Two novel coronaviruses have emerged to cause severe disease in humans. While bats may be the primary reservoir for both viruses, SARS coronavirus (SARS-CoV) likely crossed into humans from civets in China, and MERS coronavirus (MERS-CoV) has been transmitted from camels in the Middle East. Unlike SARS-CoV that resolved within a year, continued introductions of MERS-CoV present an on-going public health threat. Animal models are needed to evaluate countermeasures against emerging viruses. With SARS-CoV, several animal species were permissive to infection. In contrast, most laboratory animals are refractory or only semi-permissive to infection with MERS-CoV. This host-range restriction is largely determined by sequence heterogeneity in the MERS-CoV receptor. We describe animal models developed to study coronaviruses, with a focus on host-range restriction at the level of the viral receptor and discuss approaches to consider in developing a model to evaluate countermeasures against MERS-CoV.

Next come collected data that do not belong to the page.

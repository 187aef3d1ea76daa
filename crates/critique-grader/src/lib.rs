pub mod config;
pub mod error;
pub mod grading;
pub mod telemetry;
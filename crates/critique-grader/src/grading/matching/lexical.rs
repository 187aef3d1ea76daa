//! Bilingual (Hebrew + English) keyword tokenization and Jaccard overlap.

use std::collections::HashSet;
use std::sync::OnceLock;

use regex::Regex;

static STRIP_PATTERN: OnceLock<Regex> = OnceLock::new();
static STOP_WORDS: OnceLock<HashSet<&'static str>> = OnceLock::new();

/// Tokens of this many characters or fewer carry no signal.
const MIN_TOKEN_CHARS: usize = 2;

fn strip_pattern() -> &'static Regex {
    // Everything except word characters, whitespace and the Hebrew block.
    STRIP_PATTERN.get_or_init(|| {
        Regex::new(r"[^\w\s\x{0590}-\x{05FF}]").expect("static pattern compiles")
    })
}

fn stop_words() -> &'static HashSet<&'static str> {
    STOP_WORDS.get_or_init(|| {
        [
            // English
            "the", "and", "for", "are", "but", "not", "you", "all", "any", "can", "had", "her",
            "was", "one", "our", "out", "has", "his", "him", "she", "its", "may", "who", "how",
            "this", "that", "with", "from", "they", "them", "their", "there", "these", "those",
            "than", "then", "into", "onto", "over", "under", "about", "above", "after", "before",
            "between", "through", "during", "while", "where", "when", "which", "what", "would",
            "could", "should", "been", "being", "have", "does", "did", "also", "such", "only",
            "very", "some", "more", "most", "other", "each", "both", "were", "will", "your",
            "yours", "ours", "hers", "itself", "themselves", "because", "upon", "here",
            // Hebrew
            "של", "את", "על", "עם", "זה", "זו", "זאת", "הוא", "היא", "הם", "הן", "אני", "אנחנו",
            "אתה", "אתם", "אתן", "גם", "או", "אבל", "כי", "אם", "לא", "כל", "יש", "אין", "מה",
            "מי", "איך", "כמו", "רק", "עוד", "אשר", "היה", "הייתה", "היו", "להיות", "אל", "מן",
            "בין", "לפי", "כדי", "אחרי", "לפני", "תחת", "אצל", "עד", "בו", "בה", "בהם", "לו",
            "לה", "להם", "שלו", "שלה", "שלהם", "אותו", "אותה", "אותם", "כך", "כן", "אז",
            "עכשיו", "כאן", "אלה", "אלו", "מאוד", "יותר", "פחות", "הזה", "הזאת", "הזו",
            "האלה", "האלו", "ההוא", "ההיא", "ההם", "ההן",
        ]
        .iter()
        .copied()
        .collect()
    })
}

/// Lowercase, strip punctuation, split on whitespace, drop short tokens and stop words.
pub fn tokenize(text: &str) -> Vec<String> {
    let lowered = text.to_lowercase();
    let stripped = strip_pattern().replace_all(&lowered, "");
    let stop_words = stop_words();

    stripped
        .split_whitespace()
        .filter(|token| token.chars().count() > MIN_TOKEN_CHARS)
        .filter(|token| !stop_words.contains(token))
        .map(str::to_string)
        .collect()
}

/// Jaccard similarity of the token sets of `a` and `b`, in `[0, 1]`.
pub fn keyword_overlap(a: &str, b: &str) -> f64 {
    let tokens_a: HashSet<String> = tokenize(a).into_iter().collect();
    let tokens_b: HashSet<String> = tokenize(b).into_iter().collect();

    let union = tokens_a.union(&tokens_b).count();
    if union == 0 {
        return 0.0;
    }

    let intersection = tokens_a.intersection(&tokens_b).count();
    intersection as f64 / union as f64
}
//! Annotation-to-rubric matching and tiered scoring.
//!
//! Students annotate spans of a flawed AI-generated text; instructors confirm a rubric of
//! planted issues. The matcher pairs annotations with confirmed rubric items using textual
//! and positional similarity, and the composer turns those pairs into a 0-100 score from
//! catches, misses, insight beyond the rubric and text coverage. Both operations are pure
//! and hold no state between calls.

pub mod cache;
pub mod config;
pub(crate) mod digest;
pub mod domain;
pub(crate) mod engine;
pub mod matching;
pub mod router;
pub mod scoring;
pub mod service;
pub(crate) mod validation;

#[cfg(test)]
mod tests;

pub use cache::{CacheError, NoCache, ScoreCache};
pub use config::ScoringConfig;
pub use digest::snapshot_digest;
pub use domain::{
    Annotation, AnnotationType, Evidence, MatchConfidence, MatchResult, RecordKind, RubricItem,
    ScoringResult, Severity, TextSpan,
};
pub use engine::{
    calculate_score, match_annotations_to_rubric, ScoringEngine, Submission, SubmissionScore,
};
pub use router::grading_router;
pub use service::{
    ClassScoreRequest, GradingService, GradingServiceError, MatchRequest, ScoreRequest,
    ScoredText,
};
pub use validation::{ScoringError, MAX_SPAN_OFFSET};
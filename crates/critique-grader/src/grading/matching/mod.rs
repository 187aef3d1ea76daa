mod alignment;
mod lexical;
mod location;

pub use alignment::{aligned_fragments, type_aligned};
pub use lexical::{keyword_overlap, tokenize};
pub use location::location_overlap;

use std::collections::BTreeMap;

use tracing::debug;

use super::config::ScoringConfig;
use super::domain::{Annotation, MatchConfidence, MatchResult, RubricItem};

/// Similarity signals measured for one (annotation, rubric item) pair.
#[derive(Debug, Clone, Copy, PartialEq)]
pub struct PairSignals {
    pub location_overlap: f64,
    pub semantic_similarity: f64,
    pub type_aligned: bool,
}

impl PairSignals {
    pub fn measure(annotation: &Annotation, item: &RubricItem) -> Self {
        let annotation_text = format!("{} {}", annotation.note, annotation.selected_text);
        Self {
            location_overlap: location_overlap(annotation.span(), item.span()),
            semantic_similarity: keyword_overlap(&annotation_text, &item.description),
            type_aligned: type_aligned(annotation.kind, &item.category, &item.pass_source),
        }
    }

    /// Either strong positional or strong textual evidence is enough.
    pub fn is_candidate(&self, config: &ScoringConfig) -> bool {
        self.location_overlap > config.candidate_location_threshold
            || self.semantic_similarity > config.candidate_semantic_threshold
    }

    pub fn confidence(&self, config: &ScoringConfig) -> MatchConfidence {
        if self.location_overlap > config.high_location_threshold
            && self.semantic_similarity > config.high_semantic_threshold
        {
            MatchConfidence::High
        } else if self.is_candidate(config) {
            MatchConfidence::Medium
        } else {
            MatchConfidence::Low
        }
    }
}

/// Semantic similarity above which a pairing earns the full relevance points.
pub(crate) const STRONG_SEMANTIC_BAND: f64 = 0.2;
/// Semantic similarity above which a pairing earns partial relevance points.
pub(crate) const PARTIAL_SEMANTIC_BAND: f64 = 0.1;
/// Semantic similarity above which a long note earns the full depth bonus.
pub(crate) const DEEP_SEMANTIC_BAND: f64 = 0.25;
/// Semantic similarity above which any note earns the reduced depth bonus.
pub(crate) const SHALLOW_SEMANTIC_BAND: f64 = 0.15;

// The bands mirror the default confidence gates but stay fixed when a custom
// `ScoringConfig` moves those gates.

/// Quality of a candidate pairing in `[0, config.max_match_quality]`.
pub fn match_quality(annotation: &Annotation, signals: &PairSignals, config: &ScoringConfig) -> f64 {
    let semantic = signals.semantic_similarity;
    let note_len = annotation.note_len();
    let mut quality: f64 = 0.0;

    if signals.type_aligned || semantic > STRONG_SEMANTIC_BAND {
        quality += 3.0;
    } else if semantic > PARTIAL_SEMANTIC_BAND {
        quality += 1.5;
    }

    if note_len > 30 {
        quality += 2.0;
    }
    if note_len > 100 {
        quality += 1.0;
    }

    if annotation.has_evidence() {
        quality += 2.0;
    }

    if semantic > DEEP_SEMANTIC_BAND && note_len > 50 {
        quality += 2.0;
    } else if semantic > SHALLOW_SEMANTIC_BAND {
        quality += 1.0;
    }

    quality.clamp(0.0, config.max_match_quality.max(0.0))
}

#[derive(Debug, Clone, Copy)]
struct Candidate {
    annotation: usize,
    item: usize,
    confidence: MatchConfidence,
    quality: f64,
}

/// Infer a one-to-one assignment of annotations to confirmed rubric items.
///
/// Two greedy passes: each annotation keeps its best candidate, then each rubric item
/// keeps the best annotation among those that chose it. Annotations and rubric items are
/// visited in id order and ties keep the first visited, so the output is independent of
/// input order. An annotation whose chosen item is won by a rival stays unmatched.
pub(crate) fn match_annotations(
    annotations: &[Annotation],
    rubric_items: &[RubricItem],
    config: &ScoringConfig,
) -> Vec<MatchResult> {
    let mut annotations: Vec<&Annotation> = annotations.iter().collect();
    annotations.sort_by(|a, b| a.id.cmp(&b.id));

    let mut confirmed: Vec<&RubricItem> = rubric_items.iter().filter(|item| item.confirmed).collect();
    confirmed.sort_by(|a, b| a.id.cmp(&b.id));

    let mut candidate_count = 0usize;
    let mut best_per_annotation: Vec<Candidate> = Vec::new();

    for (annotation_idx, annotation) in annotations.iter().enumerate() {
        let mut best: Option<Candidate> = None;

        for (item_idx, item) in confirmed.iter().enumerate() {
            let signals = PairSignals::measure(annotation, item);
            if !signals.is_candidate(config) {
                continue;
            }
            candidate_count += 1;

            let candidate = Candidate {
                annotation: annotation_idx,
                item: item_idx,
                confidence: signals.confidence(config),
                quality: match_quality(annotation, &signals, config),
            };
            if best.map_or(true, |current| candidate.quality > current.quality) {
                best = Some(candidate);
            }
        }

        if let Some(candidate) = best {
            best_per_annotation.push(candidate);
        }
    }

    let mut best_per_item: BTreeMap<usize, Candidate> = BTreeMap::new();
    for candidate in &best_per_annotation {
        let keep = best_per_item
            .get(&candidate.item)
            .map_or(true, |current| candidate.quality > current.quality);
        if keep {
            best_per_item.insert(candidate.item, *candidate);
        }
    }

    let mut winners: Vec<Candidate> = best_per_item.into_values().collect();
    winners.sort_by_key(|candidate| candidate.annotation);

    debug!(
        annotations = annotations.len(),
        confirmed_items = confirmed.len(),
        candidates = candidate_count,
        displaced = best_per_annotation.len() - winners.len(),
        matches = winners.len(),
        "matched annotations to rubric"
    );

    winners
        .into_iter()
        .map(|candidate| MatchResult {
            annotation_id: annotations[candidate.annotation].id.clone(),
            rubric_item_id: confirmed[candidate.item].id.clone(),
            match_confidence: candidate.confidence,
            match_quality: candidate.quality,
        })
        .collect()
}
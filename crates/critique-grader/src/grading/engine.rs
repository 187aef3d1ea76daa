use rayon::prelude::*;
use serde::{Deserialize, Serialize};
use tracing::warn;

use super::config::ScoringConfig;
use super::domain::{Annotation, MatchResult, RubricItem, ScoringResult};
use super::matching::match_annotations;
use super::scoring::compose;
use super::validation::{validate_against_text, validate_records, ScoringError};

/// Stateless matcher and score composer parameterized by a `ScoringConfig`.
#[derive(Debug, Clone, Default)]
pub struct ScoringEngine {
    config: ScoringConfig,
}

impl ScoringEngine {
    pub fn new(config: ScoringConfig) -> Self {
        Self { config }
    }

    pub fn config(&self) -> &ScoringConfig {
        &self.config
    }

    /// One-to-one matches between annotations and confirmed rubric items.
    pub fn match_annotations(
        &self,
        annotations: &[Annotation],
        rubric_items: &[RubricItem],
    ) -> Result<Vec<MatchResult>, ScoringError> {
        validate_records(annotations, rubric_items)?;
        Ok(match_annotations(annotations, rubric_items, &self.config))
    }

    /// Tiered 0-100 score for one student's annotations on a text of `text_length` characters.
    pub fn score(
        &self,
        annotations: &[Annotation],
        rubric_items: &[RubricItem],
        text_length: usize,
    ) -> Result<ScoringResult, ScoringError> {
        validate_against_text(annotations, rubric_items, text_length)?;
        let matches = match_annotations(annotations, rubric_items, &self.config);
        Ok(compose(
            annotations,
            rubric_items,
            text_length,
            matches,
            &self.config,
        ))
    }

    /// Score every submission against the same rubric in parallel, preserving input order.
    pub fn score_class(
        &self,
        submissions: &[Submission],
        rubric_items: &[RubricItem],
        text_length: usize,
    ) -> Vec<SubmissionScore> {
        submissions
            .par_iter()
            .map(|submission| {
                match self.score(&submission.annotations, rubric_items, text_length) {
                    Ok(result) => SubmissionScore {
                        submission_id: submission.submission_id.clone(),
                        result: Some(result),
                        error: None,
                    },
                    Err(err) => {
                        warn!(submission_id = %submission.submission_id, %err, "submission rejected");
                        SubmissionScore {
                            submission_id: submission.submission_id.clone(),
                            result: None,
                            error: Some(err.to_string()),
                        }
                    }
                }
            })
            .collect()
    }
}

/// One student's annotations on the shared text.
#[derive(Debug, Clone, PartialEq, Serialize, Deserialize)]
#[serde(rename_all = "camelCase")]
pub struct Submission {
    pub submission_id: String,
    #[serde(default)]
    pub annotations: Vec<Annotation>,
}

/// Per-submission outcome of a class run; exactly one of `result` / `error` is set.
#[derive(Debug, Clone, PartialEq, Serialize, Deserialize)]
#[serde(rename_all = "camelCase")]
pub struct SubmissionScore {
    pub submission_id: String,
    #[serde(skip_serializing_if = "Option::is_none")]
    pub result: Option<ScoringResult>,
    #[serde(skip_serializing_if = "Option::is_none")]
    pub error: Option<String>,
}

/// Match with the default thresholds. See [`ScoringEngine::match_annotations`].
pub fn match_annotations_to_rubric(
    annotations: &[Annotation],
    rubric_items: &[RubricItem],
) -> Result<Vec<MatchResult>, ScoringError> {
    ScoringEngine::default().match_annotations(annotations, rubric_items)
}

/// Score with the default thresholds and caps. See [`ScoringEngine::score`].
pub fn calculate_score(
    annotations: &[Annotation],
    rubric_items: &[RubricItem],
    text_length: usize,
) -> Result<ScoringResult, ScoringError> {
    ScoringEngine::default().score(annotations, rubric_items, text_length)
}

Keywords: Animal models; Coronaviruses; MERS-CoV; Receptor; SARS-CoV.

Fig. 1

Schematic of strategies to develop an animal model to meet the FDA Animal Efficacy Rule. Under the FDA׳s Animal Efficacy Rule (“Animal Rule”) therapeutics against rare, emerging, or virulent agents can achieve regulatory approval provided efficacy is demonstrated in two animal models (one of which must be a non-rodent species). Animal species of interest must first be evaluated for permissiveness to viral replication and presentation of clinical disease. As an alternative, in animal species that are permissive but do not show clinical disease, serial passage can be performed. After an animal model has been developed the resulting disease must be characterized. The ideal animal model is permissive to infection and reproduces the clinical illness and pathology observed in humans.